After watching the way the Cowboys utilized Ryan Switzer in 2017, it’s pretty obvious the sole purpose he was drafted was to improve the special-teams play in the return game.

They clearly didn’t envision him being a part of the game plan on offense, despite the continuous outcry from fans.

Like most rookies, Ryan Switzer didn’t really get off to a fast start, and took a while to get used to the speed of the NFL. But, once he calmed his nerves and regained his confidence, he proved to be an upgrade in the return game.

Switzer ended up ranking third in kickoff returns, averaging 25 yards per return in 2017 and 12th in punt returns with almost 9 yards per return.

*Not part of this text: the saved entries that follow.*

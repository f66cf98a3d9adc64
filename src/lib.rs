//! neural-panel - live terminal panel for host resources and inference runtimes.
//!
//! Poll tasks sample the host on their own schedules and publish display
//! fragments into a shared, versioned [`DisplayModel`]; the [`Renderer`]
//! repaints whenever the model version moves.

pub mod cli;
pub mod commands;
pub mod config;
pub mod error;
pub mod logging;
pub mod metrics;
pub mod model;
pub mod panel;
pub mod process;
pub mod render;
pub mod scheduler;
pub mod shutdown;
pub mod system;
pub mod task;

pub use error::{RenderError, SourceError};
pub use metrics::{MetricsSample, MetricsSource, ProcMetrics};
pub use model::{DisplayFragment, DisplayModel, Snapshot};
pub use panel::Panel;
pub use process::{ProcTable, ProcessInfo, ProcessSource, ProcessStatus, WatchList};
pub use render::{Frame, Renderer, Surface, TerminalSurface};
pub use scheduler::{Scheduler, StopReport};
pub use shutdown::{Shutdown, ShutdownListener};
pub use task::{Poll, PollTask};
//! Tracing subscriber setup.
//!
//! While the panel owns the terminal, log lines must not reach stdout or
//! stderr. Dashboard mode therefore logs to a file or not at all; the
//! one-shot subcommands log to stderr.

use anyhow::Context;
use std::fs::OpenOptions;
use std::io;
use std::path::Path;
use std::sync::Mutex;
use tracing::info;

use crate::cli::LogLevel;

/// Where log lines go.
#[derive(Debug, Clone, Copy)]
pub enum LogTarget<'a> {
    Stderr,
    File(&'a Path),
    Discard,
}

/// Initializes tracing logging subsystem with configured log level
pub fn setup_logging(log_level: LogLevel, target: LogTarget<'_>) -> anyhow::Result<()> {
    let Some(level) = log_level.level() else {
        return Ok(());
    };

    let builder = tracing_subscriber::fmt()
        .with_max_level(level)
        .with_target(true)
        .with_thread_ids(false)
        .with_file(true)
        .with_line_number(true);

    match target {
        LogTarget::Discard => return Ok(()),
        LogTarget::Stderr => {
            let subscriber = builder.with_writer(io::stderr).finish();
            tracing::subscriber::set_global_default(subscriber)
                .context("Failed to set tracing subscriber")?;
        }
        LogTarget::File(path) => {
            let file = OpenOptions::new()
                .create(true)
                .append(true)
                .open(path)
                .with_context(|| format!("Failed to open log file {}", path.display()))?;
            let subscriber = builder.with_ansi(false).with_writer(Mutex::new(file)).finish();
            tracing::subscriber::set_global_default(subscriber)
                .context("Failed to set tracing subscriber")?;
        }
    }

    info!("Logging initialized with level: {:?}", log_level);
    Ok(())
}

/// Resolves the configured level name, falling back to `info`.
pub fn resolve_log_level(name: Option<&str>) -> LogLevel {
    name.and_then(LogLevel::from_name).unwrap_or(LogLevel::Info)
}

#[cfg(test)]
mod tests {
    use super::*;

    #[test]
    fn test_resolve_log_level() {
        assert_eq!(resolve_log_level(Some("debug")), LogLevel::Debug);
        assert_eq!(resolve_log_level(Some("OFF")), LogLevel::Off);
        assert_eq!(resolve_log_level(Some("loud")), LogLevel::Info);
        assert_eq!(resolve_log_level(None), LogLevel::Info);
    }

    #[test]
    fn test_off_installs_nothing() {
        assert!(setup_logging(LogLevel::Off, LogTarget::Stderr).is_ok());
        assert!(setup_logging(LogLevel::Debug, LogTarget::Discard).is_ok());
    }
}
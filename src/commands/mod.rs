//! CLI command implementations for neural-panel.
//!
//! This module provides implementations for all CLI subcommands:
//! - `check`: Source validation
//! - `config`: Configuration file generation
//! - `once`: One-shot sampling without the terminal UI

pub mod check;
pub mod config;
pub mod once;

// Re-export command functions
pub use check::command_check;
pub use config::{command_config, render_config, show_config};
pub use once::command_once;
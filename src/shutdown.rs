//! Process-wide shutdown signal.
//!
//! A [`Shutdown`] is raised once (quit key, SIGINT/SIGTERM or a fatal render
//! error) and observed by every poll task and the renderer through a
//! [`ShutdownListener`].

use std::sync::Arc;
use tokio::sync::watch;

/// Raises the shutdown signal. Cheap to clone.
#[derive(Debug, Clone)]
pub struct Shutdown {
    tx: Arc<watch::Sender<bool>>,
}

/// Observes the shutdown signal.
#[derive(Debug, Clone)]
pub struct ShutdownListener {
    rx: watch::Receiver<bool>,
}

impl Shutdown {
    pub fn new() -> Self {
        let (tx, _) = watch::channel(false);
        Self { tx: Arc::new(tx) }
    }

    pub fn trigger(&self) {
        self.tx.send_replace(true);
    }

    pub fn is_triggered(&self) -> bool {
        *self.tx.borrow()
    }

    pub fn subscribe(&self) -> ShutdownListener {
        ShutdownListener { rx: self.tx.subscribe() }
    }
}

impl Default for Shutdown {
    fn default() -> Self {
        Self::new()
    }
}

impl ShutdownListener {
    pub fn is_triggered(&self) -> bool {
        *self.rx.borrow()
    }

    /// Completes once shutdown has been raised.
    ///
    /// Also completes if every [`Shutdown`] handle is gone.
    pub async fn triggered(&mut self) {
        while !*self.rx.borrow_and_update() {
            if self.rx.changed().await.is_err() {
                return;
            }
        }
    }
}

#[cfg(test)]
mod tests {
    use super::*;
    use std::time::Duration;

    #[tokio::test]
    async fn test_listener_observes_trigger() {
        let shutdown = Shutdown::new();
        let mut listener = shutdown.subscribe();
        assert!(!listener.is_triggered());

        let waiter = tokio::spawn(async move { listener.triggered().await });
        shutdown.trigger();

        tokio::time::timeout(Duration::from_secs(1), waiter)
            .await
            .expect("listener should wake up")
            .unwrap();
        assert!(shutdown.is_triggered());
    }

    #[tokio::test]
    async fn test_late_subscriber_sees_trigger() {
        let shutdown = Shutdown::new();
        shutdown.trigger();

        let mut listener = shutdown.subscribe();
        assert!(listener.is_triggered());
        listener.triggered().await;
    }
}
use std::io::{Write, stdin, stdout};

use arithmetic_parser::{Expression, Tokenizer};
use clap::Parser;
use clap::Subcommand;
use miette::IntoDiagnostic;

#[derive(Parser, Debug)]
struct Args {
    #[command(subcommand)]
    command: Commands,
}

#[derive(Debug, Subcommand)]
enum Commands {
    /// Print the token sequence for an expression.
    Tokenize { expression: String },
    /// Evaluate an expression, prompting on stdin when none is given.
    Eval { expression: Option<String> },
}

fn main() -> miette::Result<()> {
    let args = Args::parse();

    match args.command {
        Commands::Tokenize { expression } => {
            let tokens = match Tokenizer::new(&expression).tokenize() {
                Ok(tokens) => tokens,
                Err(e) => {
                    eprintln!("{e:?}");
                    std::process::exit(65);
                }
            };
            for token in tokens {
                println!("{token}");
            }
        }
        Commands::Eval { expression } => {
            let expression = match expression {
                Some(expression) => expression,
                None => prompt()?,
            };
            let expression = Expression::new(expression);

            if expression.is_valid() {
                println!("The expression evaluated to: {}", expression.value());
            } else {
                eprintln!("Unable to resolve given expression");
                eprintln!("Error Message: {}", expression.error_message());
                if let Some(e) = expression.error() {
                    eprintln!("{e:?}");
                }
                std::process::exit(65);
            }
        }
    }
    Ok(())
}

fn prompt() -> miette::Result<String> {
    println!("Simple Arithmetic Parser");
    print!("Please provide an arithmetic expression: ");
    stdout().flush().into_diagnostic()?;

    let mut input = String::new();
    stdin().read_line(&mut input).into_diagnostic()?;

    // Strip only the line terminator; interior whitespace is part of the
    // expression and an all-blank line must still reach the tokenizer.
    Ok(input.trim_end_matches(['\r', '\n']).to_string())
}
use serde::{Deserialize, Serialize};
use sha2::{Digest as _, Sha256};
use std::fmt;
use std::str::FromStr;
use thiserror::Error;

/// Length of the hex portion of a sha256 digest.
const SHA256_HEX_LEN: usize = 64;

/// Length of the truncated digest prefix used in status output and state keys.
pub const SHORT_LEN: usize = 12;

#[derive(Debug, Error, PartialEq, Eq)]
pub enum DigestError {
    #[error("digest '{0}' is missing the ':' algorithm separator")]
    MissingSeparator(String),
    #[error("unsupported digest algorithm '{0}', expected sha256")]
    UnsupportedAlgorithm(String),
    #[error("sha256 digest must be {SHA256_HEX_LEN} hex characters, got {0}")]
    InvalidLength(usize),
    #[error("digest contains non-hex character '{0}'")]
    InvalidHex(char),
}

/// Algorithm-prefixed content digest, e.g. `sha256:2c26b4...`.
///
/// The inner string is stored verbatim. [`Digest::parse`] validates untrusted
/// input; [`Digest::new`] wraps a string the caller vouches for, and
/// [`Digest::from_bytes`] computes a digest that is well-formed by
/// construction.
#[derive(Debug, Clone, PartialEq, Eq, PartialOrd, Ord, Hash, Serialize, Deserialize)]
#[serde(transparent)]
pub struct Digest(String);

impl Digest {
    /// Wrap a digest string without validation.
    pub fn new(s: impl Into<String>) -> Self {
        Self(s.into())
    }

    /// Validate and wrap an untrusted digest string.
    pub fn parse(s: &str) -> Result<Self, DigestError> {
        let (algorithm, hex) = s
            .split_once(':')
            .ok_or_else(|| DigestError::MissingSeparator(s.to_owned()))?;
        if algorithm != "sha256" {
            return Err(DigestError::UnsupportedAlgorithm(algorithm.to_owned()));
        }
        if hex.len() != SHA256_HEX_LEN {
            return Err(DigestError::InvalidLength(hex.len()));
        }
        if let Some(bad) = hex.chars().find(|c| !c.is_ascii_hexdigit()) {
            return Err(DigestError::InvalidHex(bad));
        }
        Ok(Self(s.to_owned()))
    }

    /// Compute the sha256 digest of the given content.
    pub fn from_bytes(content: &[u8]) -> Self {
        let hash = Sha256::digest(content);
        Self(format!("sha256:{hash:x}"))
    }

    /// Return the full digest string, algorithm prefix included.
    pub fn as_str(&self) -> &str {
        &self.0
    }

    /// The algorithm portion before the separator, or the whole string if
    /// the value carries no separator.
    pub fn algorithm(&self) -> &str {
        self.0.split(':').next().unwrap_or(&self.0)
    }

    /// The hex portion after the separator.
    pub fn hex(&self) -> &str {
        self.0.split_once(':').map_or("", |(_, hex)| hex)
    }

    /// The truncated 12-character prefix of the hex portion, as printed in
    /// status output and used by state keys.
    pub fn short(&self) -> &str {
        let hex = self.hex();
        &hex[..hex.len().min(SHORT_LEN)]
    }

    /// Consume self and return the inner `String`.
    pub fn into_inner(self) -> String {
        self.0
    }
}

impl FromStr for Digest {
    type Err = DigestError;

    fn from_str(s: &str) -> Result<Self, Self::Err> {
        Self::parse(s)
    }
}

impl fmt::Display for Digest {
    fn fmt(&self, f: &mut fmt::Formatter<'_>) -> fmt::Result {
        f.write_str(&self.0)
    }
}

impl AsRef<str> for Digest {
    fn as_ref(&self) -> &str {
        &self.0
    }
}

impl PartialEq<str> for Digest {
    fn eq(&self, other: &str) -> bool {
        self.0 == other
    }
}

impl PartialEq<&str> for Digest {
    fn eq(&self, other: &&str) -> bool {
        self.0 == *other
    }
}

#[cfg(test)]
mod tests {
    use super::*;

    const FOO: &str = "sha256:2c26b46b68ffc68ff99b453c1d30413413422d706483bfa0f98a5e886266e7ae";

    #[test]
    fn parse_accepts_well_formed_sha256() {
        let d = Digest::parse(FOO).unwrap();
        assert_eq!(d.as_str(), FOO);
        assert_eq!(d.algorithm(), "sha256");
        assert_eq!(d.hex().len(), 64);
    }

    #[test]
    fn parse_rejects_missing_separator() {
        let err = Digest::parse("2c26b46b68ff").unwrap_err();
        assert!(matches!(err, DigestError::MissingSeparator(_)));
    }

    #[test]
    fn parse_rejects_unknown_algorithm() {
        let err = Digest::parse("sha512:abcd").unwrap_err();
        assert_eq!(
            err,
            DigestError::UnsupportedAlgorithm("sha512".to_owned())
        );
    }

    #[test]
    fn parse_rejects_wrong_length() {
        let err = Digest::parse("sha256:abcd").unwrap_err();
        assert_eq!(err, DigestError::InvalidLength(4));
    }

    #[test]
    fn parse_rejects_non_hex() {
        let mut s = String::from("sha256:");
        s.push_str(&"z".repeat(64));
        let err = Digest::parse(&s).unwrap_err();
        assert_eq!(err, DigestError::InvalidHex('z'));
    }

    #[test]
    fn from_bytes_matches_known_vector() {
        assert_eq!(Digest::from_bytes(b"foo").as_str(), FOO);
    }

    #[test]
    fn from_bytes_is_always_parseable() {
        let d = Digest::from_bytes(b"anything at all");
        assert!(Digest::parse(d.as_str()).is_ok());
    }

    #[test]
    fn short_is_first_12_hex_chars() {
        let d = Digest::parse(FOO).unwrap();
        assert_eq!(d.short(), "2c26b46b68ff");
        assert_eq!(d.short().len(), SHORT_LEN);
        assert!(d.hex().starts_with(d.short()));
    }

    #[test]
    fn display_round_trips_through_from_str() {
        let d: Digest = FOO.parse().unwrap();
        assert_eq!(d.to_string(), FOO);
    }

    #[test]
    fn serde_is_a_plain_string() {
        let d = Digest::new(FOO);
        let json = serde_json::to_string(&d).unwrap();
        assert_eq!(json, format!("\"{FOO}\""));
        let back: Digest = serde_json::from_str(&json).unwrap();
        assert_eq!(back, d);
    }
}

He also became the first Dallas Cowboys player to return a punt for a touchdown since 2013. He accomplished this against the Washington Redskins, in Week 13 when he took an 83-yarder to the house.

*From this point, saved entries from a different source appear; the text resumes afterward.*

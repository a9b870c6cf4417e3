use crate::foobar;
use std::fs;
use std::io;
use std::path::{Path, PathBuf};

const BAR_CONTENT: &str = "bar";
const CONFIG_CONTENT: &str = "{}";

/// On-disk form of the foobar push fixtures.
///
/// Push cases run the client against real files; this writes the layer and
/// config blobs under a caller-supplied root. The written bytes hash to the
/// digests declared in [`foobar`], so a push of these files produces exactly
/// the state keys the fixtures assert.
#[derive(Debug, Clone)]
pub struct FixtureLayout {
    root: PathBuf,
}

impl FixtureLayout {
    pub fn new(root: impl Into<PathBuf>) -> Self {
        Self { root: root.into() }
    }

    #[inline]
    pub fn root(&self) -> &Path {
        &self.root
    }

    #[inline]
    pub fn foo1_path(&self) -> PathBuf {
        self.root.join("foo1")
    }

    #[inline]
    pub fn foo2_path(&self) -> PathBuf {
        self.root.join("foo2")
    }

    #[inline]
    pub fn bar_path(&self) -> PathBuf {
        self.root.join("bar")
    }

    #[inline]
    pub fn config_path(&self) -> PathBuf {
        self.root.join("config.json")
    }

    /// Write all fixture files, creating the root if needed. Idempotent;
    /// existing files are overwritten with the same content. Returns the
    /// written paths in layer order, config last.
    pub fn materialize(&self) -> Result<Vec<PathBuf>, io::Error> {
        fs::create_dir_all(&self.root)?;
        let files = [
            (self.foo1_path(), foobar::FOO_BLOB_CONTENT),
            (self.foo2_path(), foobar::FOO_BLOB_CONTENT),
            (self.bar_path(), BAR_CONTENT),
            (self.config_path(), CONFIG_CONTENT),
        ];
        let mut written = Vec::with_capacity(files.len());
        for (path, content) in files {
            fs::write(&path, content)?;
            written.push(path);
        }
        Ok(written)
    }
}
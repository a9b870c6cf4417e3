//! The `foobar` artifact family: a three-layer file push, its image-form
//! twin, an attachable file, and the SBOM/signature referrers hung off the
//! manifest.
//!
//! Layer contents are tiny on purpose (`foo`, `foo`, `bar`) so their digests
//! are stable well-known values. State-key digest prefixes are the first 12
//! hex characters of the corresponding full digest.

use std::collections::BTreeMap;
use stevedore_match::StateKey;
use stevedore_oci::{annotations, media_type, Descriptor, Digest};

/// Tag the artifact is pushed under.
pub const TAG: &str = "foobar";

/// Digest of the pushed manifest.
pub const DIGEST: &str = "sha256:fd6ed2f36b5465244d5dc86cb4e7df0ab8a9d24adc57825099f522fe009a22bb";

/// State key the manifest upload produces.
pub fn manifest_state_key() -> StateKey {
    StateKey::new("fd6ed2f36b54", media_type::IMAGE_MANIFEST)
}

/// Layer file names as pushed from the testdata directory.
pub const FILE_LAYER_NAMES: [&str; 3] = ["foobar/foo1", "foobar/foo2", "foobar/bar"];

pub const FILE_CONFIG_NAME: &str = "foobar/config.json";

pub fn file_config_state_key() -> StateKey {
    StateKey::new("46b68ac1696c", media_type::UNKNOWN_CONFIG)
}

/// State keys for the file layers, aligned index-for-index with
/// [`FILE_LAYER_NAMES`].
pub fn file_state_keys() -> Vec<StateKey> {
    vec![
        StateKey::new("2c26b46b68ff", FILE_LAYER_NAMES[0]),
        StateKey::new("2c26b46b68ff", FILE_LAYER_NAMES[1]),
        StateKey::new("fcde2b2edba5", FILE_LAYER_NAMES[2]),
    ]
}

/// Canonical JSON of the config descriptor the client prints on file pushes.
pub const CONFIG_DESC_JSON: &str = "{\"mediaType\":\"application/vnd.unknown.config.v1+json\",\"digest\":\"sha256:44136fa355b3678a1146ad16f7e8649e94fb4fc21fe77e8310c060f61caaff8a\",\"size\":2}";

pub const ATTACH_FILE_NAME: &str = "foobar/to-be-attached";
pub const ATTACH_FILE_MEDIA_TYPE: &str = "test/stevedore.e2e";

pub fn attach_file_state_key() -> StateKey {
    StateKey::new("d3b29f7d12d9", ATTACH_FILE_NAME)
}

/// Layer names when the same content is pushed as an image.
pub const IMAGE_LAYER_NAMES: [&str; 3] = ["foo1", "foo2", "bar"];

pub const IMAGE_CONFIG_NAME: &str = "config.json";

/// State keys for the image layers, aligned index-for-index with
/// [`IMAGE_LAYER_NAMES`].
pub fn image_layer_state_keys() -> Vec<StateKey> {
    vec![
        StateKey::new("2c26b46b68ff", IMAGE_LAYER_NAMES[0]),
        StateKey::new("2c26b46b68ff", IMAGE_LAYER_NAMES[1]),
        StateKey::new("fcde2b2edba5", IMAGE_LAYER_NAMES[2]),
    ]
}

/// State key of the image config under any chosen config file name. The
/// digest prefix is fixed: every image push here uses the empty `{}` config.
pub fn image_config_state_key(config_name: &str) -> StateKey {
    StateKey::new("44136fa355b3", config_name)
}

/// Content of the standalone `foo` blob.
pub const FOO_BLOB_CONTENT: &str = "foo";

pub const FOO_BLOB_DIGEST: &str =
    "sha256:2c26b46b68ffc68ff99b453c1d30413413422d706483bfa0f98a5e886266e7ae";

/// Canonical JSON of the `foo` blob descriptor.
pub const FOO_BLOB_DESCRIPTOR_JSON: &str = "{\"mediaType\":\"application/octet-stream\",\"digest\":\"sha256:2c26b46b68ffc68ff99b453c1d30413413422d706483bfa0f98a5e886266e7ae\",\"size\":3}";

/// Artifact type of the attached SBOM referrers.
pub const SBOM_ARTIFACT_TYPE: &str = "test.sbom.file";

/// Artifact type of the attached signature referrers.
pub const SIGNATURE_ARTIFACT_TYPE: &str = "test.signature.file";

/// SBOM referrer as stored by a registry with native referrers support,
/// image-manifest form.
pub fn sbom_image_referrer() -> Descriptor {
    Descriptor {
        media_type: media_type::IMAGE_MANIFEST.to_owned(),
        digest: Digest::new("sha256:32b78bd00723cd7d5251d4586f84d252530b7b5fe1c4104532767e6da4e04e47"),
        size: 660,
        annotations: Some(BTreeMap::from([(
            annotations::IMAGE_CREATED.to_owned(),
            "2023-01-18T08:37:42Z".to_owned(),
        )])),
        artifact_type: Some(SBOM_ARTIFACT_TYPE.to_owned()),
    }
}

/// Signature referrer, image-manifest form.
pub fn signature_image_referrer() -> Descriptor {
    Descriptor::new(
        media_type::IMAGE_MANIFEST,
        Digest::new("sha256:0e007dcb9ded7f49c4dc8e3eed4a446712eb6fdf08a665a4f2352d6d2f8bdf17"),
        670,
    )
}

/// SBOM referrer, artifact-manifest form.
pub fn sbom_artifact_referrer() -> Descriptor {
    Descriptor {
        media_type: media_type::ARTIFACT_MANIFEST.to_owned(),
        digest: Digest::new("sha256:8d7a27ff2662dae183f762d281f46d626ba7b6e56a72cc9959cdbcd91aad7fbc"),
        size: 547,
        annotations: Some(BTreeMap::from([(
            annotations::ARTIFACT_CREATED.to_owned(),
            "2023-01-16T05:49:46Z".to_owned(),
        )])),
        artifact_type: Some(SBOM_ARTIFACT_TYPE.to_owned()),
    }
}

/// Signature referrer, artifact-manifest form.
pub fn signature_artifact_referrer() -> Descriptor {
    Descriptor::new(
        media_type::ARTIFACT_MANIFEST,
        Digest::new("sha256:2dbea575a3490375f5052fbeb380a2f498866d99eb809b4168e49e224a274a39"),
        560,
    )
}

/// Upload keys of the artifact-manifest referrers, in attach order.
pub fn artifact_referrer_state_keys() -> Vec<StateKey> {
    vec![
        StateKey::new("8d7a27ff2662", media_type::ARTIFACT_MANIFEST),
        StateKey::new("2dbea575a349", media_type::ARTIFACT_MANIFEST),
    ]
}

/// Upload keys of the image-manifest referrers, in attach order.
pub fn image_referrer_state_keys() -> Vec<StateKey> {
    vec![
        StateKey::new("0e007dcb9ded", media_type::IMAGE_MANIFEST),
        StateKey::new("32b78bd00723", media_type::IMAGE_MANIFEST),
    ]
}

/// Config upload keys of the image-manifest referrers. Both reuse the empty
/// `{}` config blob, named by the referrer's artifact type.
pub fn image_referrer_config_state_keys() -> Vec<StateKey> {
    vec![
        StateKey::new("44136fa355b3", SIGNATURE_ARTIFACT_TYPE),
        StateKey::new("44136fa355b3", SBOM_ARTIFACT_TYPE),
    ]
}

/// Upload keys of the referrers as listed through the tag-schema fallback.
pub fn fallback_image_referrer_state_keys() -> Vec<StateKey> {
    vec![
        StateKey::new("316405db72cc", media_type::IMAGE_MANIFEST),
        StateKey::new("8b3f7e000c4a", media_type::IMAGE_MANIFEST),
    ]
}

/// Signature referrer as stored through the tag-schema fallback.
pub fn fallback_signature_image_referrer() -> Descriptor {
    Descriptor::new(
        media_type::IMAGE_MANIFEST,
        Digest::new("sha256:8b3f7e000c4a6d32cd6bfcabfe874ed470d470501a09adc65afaf1c342f988ff"),
        670,
    )
}

/// SBOM referrer as stored through the tag-schema fallback.
pub fn fallback_sbom_image_referrer() -> Descriptor {
    Descriptor {
        media_type: media_type::IMAGE_MANIFEST.to_owned(),
        digest: Digest::new("sha256:316405db72cc8f0212c19db23b498f9af8a456c9cd288f9e33acd1ba9e7cd534"),
        size: 660,
        annotations: Some(BTreeMap::from([(
            annotations::IMAGE_CREATED.to_owned(),
            "2023-01-29T02:32:18Z".to_owned(),
        )])),
        artifact_type: Some(SBOM_ARTIFACT_TYPE.to_owned()),
    }
}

Surprisingly enough, using Ryan Switzer solely as a return specialist wasn’t enough for a lot of Cowboys Nation. A lot of fans wanted to see his talents utilized more on the offensive side of the ball as well, but were only left disappointed.

Ryan Switzer

Dallas Cowboys WR Ryan Switzer

Getting Switzer involved in the offensive game plan just wasn’t in the cards in 2017.

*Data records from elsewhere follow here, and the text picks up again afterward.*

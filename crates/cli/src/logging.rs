use tracing_subscriber::EnvFilter;
use tracing_subscriber::fmt::writer::MakeWriterExt;

pub fn init_logging(verbosity: u8) {
	// 0 = errors only (protocol noise suppressed entirely)
	// 1 (-v) = engine progress, warnings from the runtime
	// 2+ (-vv) = debug/trace for everything
	let filter = match verbosity {
		0 => "error,scout=off,scout_runtime=off",
		1 => "info,scout_runtime=warn",
		_ => "debug",
	};

	let env_filter = EnvFilter::try_from_default_env().unwrap_or_else(|_| EnvFilter::new(filter));

	let stderr = std::io::stderr.with_max_level(tracing::Level::TRACE);

	tracing_subscriber::fmt()
		.with_env_filter(env_filter)
		.with_writer(stderr)
		.with_target(true)
		.with_level(true)
		.compact()
		.init();
}
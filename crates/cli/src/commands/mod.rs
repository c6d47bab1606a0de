mod search;
mod tools;

use crate::cli::{Cli, Command};
use crate::error::Result;

pub async fn dispatch(cli: Cli) -> Result<()> {
	match cli.command {
		Command::Search(args) => search::run(args, cli.format).await,
		Command::Tools(args) => tools::run(args, cli.format).await,
	}
}
//! Result rendering for humans (text) and agents (JSON).

use clap::ValueEnum;
use colored::Colorize;
use scout::search::{PhaseStatus, SearchPhase, SearchReport};

use crate::error::CliError;

#[derive(Debug, Clone, Copy, PartialEq, Eq, ValueEnum)]
pub enum OutputFormat {
	Text,
	Json,
}

pub fn print_error_stderr(err: &CliError) {
	eprintln!("{} {}", "error:".red().bold(), err);
}

/// One-line phase progress, streamed to stderr as the engine reports it.
pub fn print_phase_stderr(phase: &SearchPhase) {
	let marker = match phase.status {
		PhaseStatus::Running => "..".dimmed(),
		PhaseStatus::Completed => "ok".green(),
		PhaseStatus::Failed => "failed".red(),
	};
	eprintln!("[{}] {} {}", marker, phase.phase.bold(), phase.message.dimmed());
}

pub fn print_report(report: &SearchReport, format: OutputFormat) -> serde_json::Result<()> {
	match format {
		OutputFormat::Json => {
			println!("{}", serde_json::to_string_pretty(report)?);
		}
		OutputFormat::Text => print_report_text(report),
	}
	Ok(())
}

fn print_report_text(report: &SearchReport) {
	if report.curated.is_empty() {
		println!("{}", "no results captured".yellow());
	}
	for url in &report.curated {
		println!(
			"{:5.2}  {}  {}  {}",
			url.relevance_score,
			url.kind.as_str().cyan(),
			url.url.bold(),
			url.title.dimmed()
		);
	}

	let counts = report
		.summary
		.iter()
		.map(|(route, count)| format!("{route} {count}"))
		.collect::<Vec<_>>()
		.join(", ");
	println!();
	println!(
		"{} {} result(s) in {}ms{}",
		if report.success {
			"done:".green().bold()
		} else {
			"incomplete:".red().bold()
		},
		report.curated.len(),
		report.total_duration_ms,
		if counts.is_empty() {
			String::new()
		} else {
			format!(" ({counts})")
		}
	);

	let failures: Vec<&scout::route::RouteExecutionResult> = report
		.route_results
		.iter()
		.filter(|result| !result.success)
		.collect();
	if !failures.is_empty() {
		println!();
		for failure in failures {
			println!(
				"{} {}/{}: {}",
				"failed".red(),
				failure.route,
				failure.keyword,
				failure.errors.join("; ")
			);
		}
	}
}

He only managed to catch six passes for 41 yards and rushed four times for 5 yards. This isn’t exactly what Cowboys fans envisioned after hearing Switzer was opening a lot eyes in training camp and organized team activities (OTAs). That was the main problem.

He was hyped up so much heading into the season that fans expected to see him involved much more on offense.

The Cowboys, on the other hand, had something else in mind, but I doubt that’s the case for the upcoming 2018 season.

I really think we’re going to see an increased role for Ryan Switzer next season.

The Cowboys coaching staff should have a much better understanding of his strengths and weaknesses now that he has a year in the system under his belt. And, they’ve seen firsthand how explosive he can be with the ball in his hands.

What the Cowboys coaching staff will have to determine this offseason is just how big of a role Switzer will have next year.

Should Switzer take Cole Beasley‘s job?

Cole Beasley, like the rest of the Cowboys receivers, had a down year in 2017. We shouldn’t assume that his job is safe, especially with someone like Ryan Switzer waiting in the wings. But, is Switzer ready to take over full-time?

Tough decisions will have to be made eventually, but such is life in the NFL.

Will Ryan Switzer see an increased offensive role in 2018?